> Instructions for the task:
For every line that contains the string "bookkeeping", pull that line out of the material below.
**** Given records
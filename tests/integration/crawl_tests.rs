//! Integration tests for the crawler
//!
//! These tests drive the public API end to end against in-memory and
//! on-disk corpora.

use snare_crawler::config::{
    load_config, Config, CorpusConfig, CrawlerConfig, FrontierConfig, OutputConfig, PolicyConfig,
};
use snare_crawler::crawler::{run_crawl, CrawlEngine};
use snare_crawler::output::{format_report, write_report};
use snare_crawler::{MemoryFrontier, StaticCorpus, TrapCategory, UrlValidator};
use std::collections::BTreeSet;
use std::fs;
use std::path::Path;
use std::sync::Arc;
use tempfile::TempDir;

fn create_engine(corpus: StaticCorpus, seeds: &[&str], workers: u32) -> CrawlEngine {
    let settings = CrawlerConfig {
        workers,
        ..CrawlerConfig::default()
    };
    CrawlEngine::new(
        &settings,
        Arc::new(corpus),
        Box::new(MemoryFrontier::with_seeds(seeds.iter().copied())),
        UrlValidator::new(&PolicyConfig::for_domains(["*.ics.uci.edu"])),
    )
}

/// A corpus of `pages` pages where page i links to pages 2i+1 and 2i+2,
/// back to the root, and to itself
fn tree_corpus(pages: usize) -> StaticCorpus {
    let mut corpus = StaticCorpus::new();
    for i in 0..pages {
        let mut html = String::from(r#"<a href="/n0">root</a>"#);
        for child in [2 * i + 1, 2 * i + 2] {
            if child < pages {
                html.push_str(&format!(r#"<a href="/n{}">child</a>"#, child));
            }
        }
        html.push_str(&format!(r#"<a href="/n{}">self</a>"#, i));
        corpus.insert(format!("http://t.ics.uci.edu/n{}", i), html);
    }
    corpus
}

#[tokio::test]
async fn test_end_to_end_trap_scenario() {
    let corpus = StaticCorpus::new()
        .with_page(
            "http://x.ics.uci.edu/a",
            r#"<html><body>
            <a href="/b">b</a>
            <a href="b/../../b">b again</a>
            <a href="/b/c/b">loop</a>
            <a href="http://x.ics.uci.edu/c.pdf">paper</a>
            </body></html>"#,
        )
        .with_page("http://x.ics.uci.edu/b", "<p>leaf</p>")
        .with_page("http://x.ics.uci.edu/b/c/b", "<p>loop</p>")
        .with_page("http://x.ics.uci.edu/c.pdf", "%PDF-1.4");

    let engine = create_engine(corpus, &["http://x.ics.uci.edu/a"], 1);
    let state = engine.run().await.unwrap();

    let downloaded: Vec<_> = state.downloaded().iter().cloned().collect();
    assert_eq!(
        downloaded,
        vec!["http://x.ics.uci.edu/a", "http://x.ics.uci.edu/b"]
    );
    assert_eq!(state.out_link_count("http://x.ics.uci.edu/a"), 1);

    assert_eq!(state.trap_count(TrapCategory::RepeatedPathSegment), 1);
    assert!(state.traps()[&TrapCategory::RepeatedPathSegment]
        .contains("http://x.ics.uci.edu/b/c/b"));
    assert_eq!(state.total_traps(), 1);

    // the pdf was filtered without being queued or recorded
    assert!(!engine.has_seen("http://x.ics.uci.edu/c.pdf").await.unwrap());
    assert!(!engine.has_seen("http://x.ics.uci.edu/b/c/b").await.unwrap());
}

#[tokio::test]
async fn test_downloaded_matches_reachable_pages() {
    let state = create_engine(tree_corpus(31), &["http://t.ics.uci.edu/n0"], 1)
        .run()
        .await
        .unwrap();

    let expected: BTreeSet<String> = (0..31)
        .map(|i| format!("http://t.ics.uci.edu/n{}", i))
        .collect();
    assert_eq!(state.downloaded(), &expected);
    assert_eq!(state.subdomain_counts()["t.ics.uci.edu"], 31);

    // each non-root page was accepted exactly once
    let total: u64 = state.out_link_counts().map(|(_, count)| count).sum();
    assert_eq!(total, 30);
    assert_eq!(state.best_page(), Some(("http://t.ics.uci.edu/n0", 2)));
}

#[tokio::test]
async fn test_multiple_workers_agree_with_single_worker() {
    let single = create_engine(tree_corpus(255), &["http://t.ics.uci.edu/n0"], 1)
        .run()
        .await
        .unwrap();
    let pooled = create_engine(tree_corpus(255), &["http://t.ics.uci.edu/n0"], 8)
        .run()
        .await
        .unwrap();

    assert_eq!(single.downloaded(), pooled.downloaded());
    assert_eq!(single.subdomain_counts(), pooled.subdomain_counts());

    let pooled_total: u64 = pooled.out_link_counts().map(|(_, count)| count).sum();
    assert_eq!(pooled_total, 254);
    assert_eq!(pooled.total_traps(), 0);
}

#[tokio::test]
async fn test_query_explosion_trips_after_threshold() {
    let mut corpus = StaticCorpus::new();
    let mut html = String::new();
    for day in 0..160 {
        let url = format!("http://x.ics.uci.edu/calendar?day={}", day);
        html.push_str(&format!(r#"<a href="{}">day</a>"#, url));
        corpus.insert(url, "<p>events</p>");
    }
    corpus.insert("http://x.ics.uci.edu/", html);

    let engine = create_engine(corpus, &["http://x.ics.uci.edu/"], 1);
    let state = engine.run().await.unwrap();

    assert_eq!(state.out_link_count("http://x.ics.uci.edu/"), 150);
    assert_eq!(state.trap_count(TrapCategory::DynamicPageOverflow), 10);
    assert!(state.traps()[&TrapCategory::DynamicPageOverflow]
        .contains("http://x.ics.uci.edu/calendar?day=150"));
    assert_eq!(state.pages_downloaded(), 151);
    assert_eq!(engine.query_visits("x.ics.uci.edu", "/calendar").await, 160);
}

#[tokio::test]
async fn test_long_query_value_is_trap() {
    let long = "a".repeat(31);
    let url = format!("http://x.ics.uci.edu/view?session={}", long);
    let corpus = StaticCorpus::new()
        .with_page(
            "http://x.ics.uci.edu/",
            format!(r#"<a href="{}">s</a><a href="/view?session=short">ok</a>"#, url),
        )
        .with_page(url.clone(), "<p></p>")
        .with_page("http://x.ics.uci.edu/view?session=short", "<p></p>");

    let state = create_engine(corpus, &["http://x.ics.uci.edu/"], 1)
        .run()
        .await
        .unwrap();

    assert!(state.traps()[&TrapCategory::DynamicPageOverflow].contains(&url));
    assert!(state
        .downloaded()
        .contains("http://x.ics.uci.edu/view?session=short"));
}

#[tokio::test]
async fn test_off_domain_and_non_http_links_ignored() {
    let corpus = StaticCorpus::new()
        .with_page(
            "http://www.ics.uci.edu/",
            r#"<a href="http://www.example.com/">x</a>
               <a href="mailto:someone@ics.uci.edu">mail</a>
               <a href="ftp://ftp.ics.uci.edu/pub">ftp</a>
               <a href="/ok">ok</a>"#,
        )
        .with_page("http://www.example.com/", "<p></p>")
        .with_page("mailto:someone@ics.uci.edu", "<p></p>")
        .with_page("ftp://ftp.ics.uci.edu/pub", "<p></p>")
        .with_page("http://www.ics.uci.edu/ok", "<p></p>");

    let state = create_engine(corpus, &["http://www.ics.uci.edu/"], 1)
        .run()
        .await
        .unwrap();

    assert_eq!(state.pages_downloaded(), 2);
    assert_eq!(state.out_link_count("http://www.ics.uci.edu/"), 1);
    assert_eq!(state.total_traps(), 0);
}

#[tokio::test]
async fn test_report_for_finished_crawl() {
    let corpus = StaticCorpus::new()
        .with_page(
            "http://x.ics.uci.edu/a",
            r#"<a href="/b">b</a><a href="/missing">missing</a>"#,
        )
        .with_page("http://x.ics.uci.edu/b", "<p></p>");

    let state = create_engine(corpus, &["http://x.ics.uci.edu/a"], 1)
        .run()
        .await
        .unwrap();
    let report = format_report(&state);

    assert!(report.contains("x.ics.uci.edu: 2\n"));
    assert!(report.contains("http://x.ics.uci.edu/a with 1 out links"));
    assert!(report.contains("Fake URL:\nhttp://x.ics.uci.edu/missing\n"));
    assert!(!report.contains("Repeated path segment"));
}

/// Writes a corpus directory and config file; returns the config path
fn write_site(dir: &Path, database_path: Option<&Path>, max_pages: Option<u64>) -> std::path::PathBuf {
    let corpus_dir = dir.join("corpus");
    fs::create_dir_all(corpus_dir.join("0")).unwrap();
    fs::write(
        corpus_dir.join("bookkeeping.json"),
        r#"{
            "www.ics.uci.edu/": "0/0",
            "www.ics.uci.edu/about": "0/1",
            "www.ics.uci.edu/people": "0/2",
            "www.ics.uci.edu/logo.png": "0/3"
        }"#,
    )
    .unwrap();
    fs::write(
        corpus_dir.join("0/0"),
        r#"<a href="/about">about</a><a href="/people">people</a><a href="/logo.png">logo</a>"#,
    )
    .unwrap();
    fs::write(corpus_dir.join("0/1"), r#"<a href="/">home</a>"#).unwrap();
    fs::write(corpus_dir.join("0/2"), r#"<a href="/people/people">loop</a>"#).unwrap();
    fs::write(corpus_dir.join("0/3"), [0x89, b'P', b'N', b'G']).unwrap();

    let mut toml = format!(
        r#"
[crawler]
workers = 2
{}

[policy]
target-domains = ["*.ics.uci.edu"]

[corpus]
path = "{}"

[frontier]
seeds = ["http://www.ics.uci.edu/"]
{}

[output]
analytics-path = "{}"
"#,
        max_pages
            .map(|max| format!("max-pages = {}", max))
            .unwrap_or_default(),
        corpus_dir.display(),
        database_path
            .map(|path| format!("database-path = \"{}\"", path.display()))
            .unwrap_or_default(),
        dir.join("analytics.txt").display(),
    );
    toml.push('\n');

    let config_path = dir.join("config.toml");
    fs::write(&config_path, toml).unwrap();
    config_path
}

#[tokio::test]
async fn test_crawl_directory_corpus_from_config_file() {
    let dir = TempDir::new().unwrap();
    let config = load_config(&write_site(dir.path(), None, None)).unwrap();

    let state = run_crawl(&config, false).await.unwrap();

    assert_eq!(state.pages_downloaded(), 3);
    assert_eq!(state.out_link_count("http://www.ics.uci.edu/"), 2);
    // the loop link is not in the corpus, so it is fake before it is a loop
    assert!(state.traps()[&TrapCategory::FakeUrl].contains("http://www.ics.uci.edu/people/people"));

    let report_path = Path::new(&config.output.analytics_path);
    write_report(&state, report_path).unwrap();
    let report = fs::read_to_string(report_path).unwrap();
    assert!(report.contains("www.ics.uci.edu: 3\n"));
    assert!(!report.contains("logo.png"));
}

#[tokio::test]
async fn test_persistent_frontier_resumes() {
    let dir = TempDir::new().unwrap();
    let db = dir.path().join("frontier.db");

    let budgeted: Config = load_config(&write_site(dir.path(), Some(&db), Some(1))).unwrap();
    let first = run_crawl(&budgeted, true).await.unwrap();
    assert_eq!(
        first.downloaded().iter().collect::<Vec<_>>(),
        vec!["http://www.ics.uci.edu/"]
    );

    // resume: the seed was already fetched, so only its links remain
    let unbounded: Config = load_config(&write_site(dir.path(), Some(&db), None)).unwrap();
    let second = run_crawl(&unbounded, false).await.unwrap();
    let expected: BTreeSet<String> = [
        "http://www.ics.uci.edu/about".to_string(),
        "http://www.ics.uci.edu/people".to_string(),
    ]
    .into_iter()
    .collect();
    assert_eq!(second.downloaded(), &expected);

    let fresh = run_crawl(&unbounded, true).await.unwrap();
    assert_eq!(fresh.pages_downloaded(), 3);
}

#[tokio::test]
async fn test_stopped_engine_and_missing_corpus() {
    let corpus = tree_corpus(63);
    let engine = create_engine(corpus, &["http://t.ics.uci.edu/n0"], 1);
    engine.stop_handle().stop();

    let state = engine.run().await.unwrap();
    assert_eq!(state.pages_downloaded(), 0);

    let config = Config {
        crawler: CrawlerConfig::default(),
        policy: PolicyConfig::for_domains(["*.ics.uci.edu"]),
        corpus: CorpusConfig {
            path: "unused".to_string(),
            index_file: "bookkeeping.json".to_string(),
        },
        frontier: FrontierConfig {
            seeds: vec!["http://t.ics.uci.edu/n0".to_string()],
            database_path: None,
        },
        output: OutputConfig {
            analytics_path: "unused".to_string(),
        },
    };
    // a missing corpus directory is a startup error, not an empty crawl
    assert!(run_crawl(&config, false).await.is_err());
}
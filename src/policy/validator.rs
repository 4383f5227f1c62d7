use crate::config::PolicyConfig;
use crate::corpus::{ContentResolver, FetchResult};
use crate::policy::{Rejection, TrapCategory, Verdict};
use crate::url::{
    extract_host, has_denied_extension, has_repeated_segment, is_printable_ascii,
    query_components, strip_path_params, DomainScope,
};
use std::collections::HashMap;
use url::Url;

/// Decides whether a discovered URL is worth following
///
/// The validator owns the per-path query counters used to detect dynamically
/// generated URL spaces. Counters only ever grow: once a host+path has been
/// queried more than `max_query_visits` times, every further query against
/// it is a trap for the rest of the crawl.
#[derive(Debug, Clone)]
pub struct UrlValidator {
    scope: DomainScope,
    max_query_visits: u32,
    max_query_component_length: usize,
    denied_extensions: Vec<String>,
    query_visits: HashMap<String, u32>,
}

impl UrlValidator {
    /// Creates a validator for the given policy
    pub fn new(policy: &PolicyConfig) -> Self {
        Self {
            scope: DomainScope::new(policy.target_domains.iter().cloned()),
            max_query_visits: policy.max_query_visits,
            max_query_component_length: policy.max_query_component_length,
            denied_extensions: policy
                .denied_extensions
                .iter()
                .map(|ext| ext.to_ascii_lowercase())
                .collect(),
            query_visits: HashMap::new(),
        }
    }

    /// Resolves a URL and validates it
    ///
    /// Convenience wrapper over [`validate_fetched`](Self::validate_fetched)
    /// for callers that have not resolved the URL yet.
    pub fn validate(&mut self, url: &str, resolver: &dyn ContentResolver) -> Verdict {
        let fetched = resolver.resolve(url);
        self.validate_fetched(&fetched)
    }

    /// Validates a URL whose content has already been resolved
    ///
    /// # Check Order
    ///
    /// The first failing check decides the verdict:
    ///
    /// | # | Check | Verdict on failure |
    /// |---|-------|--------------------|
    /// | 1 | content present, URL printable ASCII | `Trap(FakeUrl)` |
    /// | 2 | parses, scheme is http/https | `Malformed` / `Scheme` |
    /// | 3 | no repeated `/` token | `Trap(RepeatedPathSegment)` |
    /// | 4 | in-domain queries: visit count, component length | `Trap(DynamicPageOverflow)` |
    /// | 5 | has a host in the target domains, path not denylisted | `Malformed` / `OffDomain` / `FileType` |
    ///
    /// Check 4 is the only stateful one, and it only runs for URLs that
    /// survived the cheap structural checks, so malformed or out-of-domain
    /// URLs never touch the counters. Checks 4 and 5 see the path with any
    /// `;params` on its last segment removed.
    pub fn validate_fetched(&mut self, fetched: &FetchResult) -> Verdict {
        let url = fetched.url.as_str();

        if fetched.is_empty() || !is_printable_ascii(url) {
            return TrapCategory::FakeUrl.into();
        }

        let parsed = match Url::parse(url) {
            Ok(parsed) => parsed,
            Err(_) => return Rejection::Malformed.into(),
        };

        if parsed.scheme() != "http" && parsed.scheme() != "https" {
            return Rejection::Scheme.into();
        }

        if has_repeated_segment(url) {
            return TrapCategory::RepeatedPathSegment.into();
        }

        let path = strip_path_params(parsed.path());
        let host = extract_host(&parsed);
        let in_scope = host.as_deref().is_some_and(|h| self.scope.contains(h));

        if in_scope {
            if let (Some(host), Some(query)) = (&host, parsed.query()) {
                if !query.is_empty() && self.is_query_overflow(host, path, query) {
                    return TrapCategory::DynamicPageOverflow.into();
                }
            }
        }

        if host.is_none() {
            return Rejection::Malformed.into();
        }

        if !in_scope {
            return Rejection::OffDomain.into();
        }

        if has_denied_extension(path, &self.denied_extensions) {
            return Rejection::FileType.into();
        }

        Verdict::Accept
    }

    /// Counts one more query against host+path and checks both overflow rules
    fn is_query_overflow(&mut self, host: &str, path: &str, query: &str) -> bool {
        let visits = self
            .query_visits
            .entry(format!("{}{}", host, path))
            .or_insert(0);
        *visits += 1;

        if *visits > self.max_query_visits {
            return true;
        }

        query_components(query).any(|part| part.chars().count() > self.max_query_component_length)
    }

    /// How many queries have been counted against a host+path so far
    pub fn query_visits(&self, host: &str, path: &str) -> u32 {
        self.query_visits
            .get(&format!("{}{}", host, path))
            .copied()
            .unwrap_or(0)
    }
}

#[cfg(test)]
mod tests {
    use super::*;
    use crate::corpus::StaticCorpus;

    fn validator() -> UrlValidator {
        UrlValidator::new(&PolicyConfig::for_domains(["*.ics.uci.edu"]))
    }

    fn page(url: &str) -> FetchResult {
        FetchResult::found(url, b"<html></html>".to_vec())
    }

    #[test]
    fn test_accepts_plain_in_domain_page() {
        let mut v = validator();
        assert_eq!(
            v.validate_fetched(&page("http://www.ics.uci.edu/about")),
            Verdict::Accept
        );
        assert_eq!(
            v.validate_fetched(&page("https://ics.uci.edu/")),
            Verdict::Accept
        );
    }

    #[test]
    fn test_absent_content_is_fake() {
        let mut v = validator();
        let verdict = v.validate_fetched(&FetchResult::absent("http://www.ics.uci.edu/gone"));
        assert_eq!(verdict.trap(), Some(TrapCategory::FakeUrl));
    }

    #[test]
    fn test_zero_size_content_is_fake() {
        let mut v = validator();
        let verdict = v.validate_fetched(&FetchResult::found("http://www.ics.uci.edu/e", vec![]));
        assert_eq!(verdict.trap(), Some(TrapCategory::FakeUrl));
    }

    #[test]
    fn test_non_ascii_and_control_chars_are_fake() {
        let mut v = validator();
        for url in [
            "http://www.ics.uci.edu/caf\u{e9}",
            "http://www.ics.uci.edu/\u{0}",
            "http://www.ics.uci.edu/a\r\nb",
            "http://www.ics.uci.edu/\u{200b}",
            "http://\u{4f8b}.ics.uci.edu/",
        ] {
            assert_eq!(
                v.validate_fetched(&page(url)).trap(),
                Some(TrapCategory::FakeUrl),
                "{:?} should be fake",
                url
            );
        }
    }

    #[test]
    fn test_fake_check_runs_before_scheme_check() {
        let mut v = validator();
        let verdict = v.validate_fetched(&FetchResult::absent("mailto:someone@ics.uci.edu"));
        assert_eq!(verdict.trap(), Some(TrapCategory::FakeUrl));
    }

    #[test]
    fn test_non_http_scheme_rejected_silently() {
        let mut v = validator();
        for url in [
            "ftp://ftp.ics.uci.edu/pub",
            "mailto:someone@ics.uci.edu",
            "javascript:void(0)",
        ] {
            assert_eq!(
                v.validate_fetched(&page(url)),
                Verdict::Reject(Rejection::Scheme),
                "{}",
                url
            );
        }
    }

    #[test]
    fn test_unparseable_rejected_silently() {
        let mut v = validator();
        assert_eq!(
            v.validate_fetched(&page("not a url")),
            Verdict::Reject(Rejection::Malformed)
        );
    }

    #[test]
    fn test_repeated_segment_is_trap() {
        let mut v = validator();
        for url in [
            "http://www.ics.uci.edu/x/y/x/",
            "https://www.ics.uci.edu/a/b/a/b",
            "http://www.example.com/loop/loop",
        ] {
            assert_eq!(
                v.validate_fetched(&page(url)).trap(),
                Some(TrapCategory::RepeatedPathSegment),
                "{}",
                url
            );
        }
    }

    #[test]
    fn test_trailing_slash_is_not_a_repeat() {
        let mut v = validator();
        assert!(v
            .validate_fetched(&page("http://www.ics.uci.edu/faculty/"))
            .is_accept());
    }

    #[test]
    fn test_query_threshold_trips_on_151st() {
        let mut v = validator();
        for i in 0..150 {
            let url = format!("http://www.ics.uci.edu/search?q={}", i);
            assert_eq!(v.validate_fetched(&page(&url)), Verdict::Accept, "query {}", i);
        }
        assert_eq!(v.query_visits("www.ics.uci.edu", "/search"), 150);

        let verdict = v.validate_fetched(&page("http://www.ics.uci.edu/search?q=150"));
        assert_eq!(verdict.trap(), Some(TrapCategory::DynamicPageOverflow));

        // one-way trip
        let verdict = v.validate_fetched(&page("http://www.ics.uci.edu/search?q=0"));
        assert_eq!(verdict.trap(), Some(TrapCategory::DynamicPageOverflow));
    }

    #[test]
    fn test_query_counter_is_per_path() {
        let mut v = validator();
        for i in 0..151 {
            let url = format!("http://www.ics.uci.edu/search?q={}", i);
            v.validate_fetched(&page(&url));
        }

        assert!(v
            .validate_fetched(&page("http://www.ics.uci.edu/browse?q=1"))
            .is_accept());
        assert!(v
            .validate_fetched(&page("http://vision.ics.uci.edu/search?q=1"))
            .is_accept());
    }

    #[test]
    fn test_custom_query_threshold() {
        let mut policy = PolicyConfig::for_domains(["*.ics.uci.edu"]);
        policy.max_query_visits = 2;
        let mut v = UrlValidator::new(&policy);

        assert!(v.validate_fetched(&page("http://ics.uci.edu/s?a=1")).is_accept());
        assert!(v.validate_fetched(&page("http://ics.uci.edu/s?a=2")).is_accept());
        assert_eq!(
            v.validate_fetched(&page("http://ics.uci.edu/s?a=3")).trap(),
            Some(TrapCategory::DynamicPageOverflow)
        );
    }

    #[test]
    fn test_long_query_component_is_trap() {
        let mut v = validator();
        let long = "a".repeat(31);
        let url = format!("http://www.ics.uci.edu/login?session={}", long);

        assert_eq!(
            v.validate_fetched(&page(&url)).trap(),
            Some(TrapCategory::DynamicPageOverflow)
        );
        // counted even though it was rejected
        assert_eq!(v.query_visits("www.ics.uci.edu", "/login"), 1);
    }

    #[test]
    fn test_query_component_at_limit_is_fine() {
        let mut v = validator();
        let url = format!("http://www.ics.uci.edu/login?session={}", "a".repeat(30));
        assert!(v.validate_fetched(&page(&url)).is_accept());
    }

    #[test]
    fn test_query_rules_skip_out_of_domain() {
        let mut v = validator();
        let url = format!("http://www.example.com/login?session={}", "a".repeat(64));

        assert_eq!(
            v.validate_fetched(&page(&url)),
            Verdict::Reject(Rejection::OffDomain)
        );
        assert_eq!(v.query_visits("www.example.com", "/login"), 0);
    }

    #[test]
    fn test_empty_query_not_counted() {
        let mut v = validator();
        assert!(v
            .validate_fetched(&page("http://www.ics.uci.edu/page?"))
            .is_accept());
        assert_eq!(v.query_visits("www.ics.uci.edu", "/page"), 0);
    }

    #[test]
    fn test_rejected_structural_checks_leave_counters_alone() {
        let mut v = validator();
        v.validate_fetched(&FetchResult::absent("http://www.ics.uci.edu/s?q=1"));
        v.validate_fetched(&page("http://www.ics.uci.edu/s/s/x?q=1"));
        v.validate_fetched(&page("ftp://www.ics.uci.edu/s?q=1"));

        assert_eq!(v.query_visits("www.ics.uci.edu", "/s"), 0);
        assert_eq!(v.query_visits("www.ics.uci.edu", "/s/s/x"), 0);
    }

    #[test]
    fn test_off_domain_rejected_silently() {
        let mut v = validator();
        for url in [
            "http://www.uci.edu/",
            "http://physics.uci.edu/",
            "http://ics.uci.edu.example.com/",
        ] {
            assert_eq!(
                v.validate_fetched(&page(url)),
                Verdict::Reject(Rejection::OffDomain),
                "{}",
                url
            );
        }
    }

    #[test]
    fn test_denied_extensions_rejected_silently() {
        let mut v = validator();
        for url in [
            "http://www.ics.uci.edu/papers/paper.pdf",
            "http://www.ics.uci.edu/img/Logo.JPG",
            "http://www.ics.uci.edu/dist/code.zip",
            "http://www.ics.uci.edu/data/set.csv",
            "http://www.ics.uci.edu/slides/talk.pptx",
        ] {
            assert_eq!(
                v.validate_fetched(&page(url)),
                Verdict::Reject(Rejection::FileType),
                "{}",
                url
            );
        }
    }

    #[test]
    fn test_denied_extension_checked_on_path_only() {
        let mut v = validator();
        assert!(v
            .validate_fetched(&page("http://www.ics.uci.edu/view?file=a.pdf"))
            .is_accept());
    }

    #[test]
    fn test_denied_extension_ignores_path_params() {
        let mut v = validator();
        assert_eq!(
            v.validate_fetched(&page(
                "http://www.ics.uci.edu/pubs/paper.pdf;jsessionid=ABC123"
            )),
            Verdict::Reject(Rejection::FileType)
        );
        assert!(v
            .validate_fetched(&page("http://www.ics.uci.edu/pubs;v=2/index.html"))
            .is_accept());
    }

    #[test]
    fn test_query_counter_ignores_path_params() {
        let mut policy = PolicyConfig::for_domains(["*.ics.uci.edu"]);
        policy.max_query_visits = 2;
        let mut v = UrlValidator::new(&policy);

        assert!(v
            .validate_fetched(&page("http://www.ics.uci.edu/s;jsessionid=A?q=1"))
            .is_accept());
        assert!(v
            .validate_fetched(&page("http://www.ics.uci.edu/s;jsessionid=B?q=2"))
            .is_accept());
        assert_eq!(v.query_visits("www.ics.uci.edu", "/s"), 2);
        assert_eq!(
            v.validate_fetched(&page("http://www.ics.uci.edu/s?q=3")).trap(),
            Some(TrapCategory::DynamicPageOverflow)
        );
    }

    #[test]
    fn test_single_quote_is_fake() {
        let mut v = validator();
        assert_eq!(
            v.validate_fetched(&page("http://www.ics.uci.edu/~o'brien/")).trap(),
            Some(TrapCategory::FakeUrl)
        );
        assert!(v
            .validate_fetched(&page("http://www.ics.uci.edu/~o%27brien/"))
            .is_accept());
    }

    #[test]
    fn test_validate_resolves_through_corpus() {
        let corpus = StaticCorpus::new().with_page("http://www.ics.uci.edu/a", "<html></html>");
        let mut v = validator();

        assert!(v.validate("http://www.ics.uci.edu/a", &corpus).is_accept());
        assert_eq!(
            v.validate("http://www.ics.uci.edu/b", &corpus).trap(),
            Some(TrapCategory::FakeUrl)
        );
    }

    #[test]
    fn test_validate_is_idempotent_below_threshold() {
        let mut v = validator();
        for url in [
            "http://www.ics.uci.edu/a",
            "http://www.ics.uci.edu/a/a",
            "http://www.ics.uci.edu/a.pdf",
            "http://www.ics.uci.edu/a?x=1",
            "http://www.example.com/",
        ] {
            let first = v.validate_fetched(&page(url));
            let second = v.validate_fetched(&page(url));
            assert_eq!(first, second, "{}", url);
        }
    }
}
********
> Solution to this task:
        corpus_dir.join("bookkeeping.json"),
            index_file: "bookkeeping.json".to_string(),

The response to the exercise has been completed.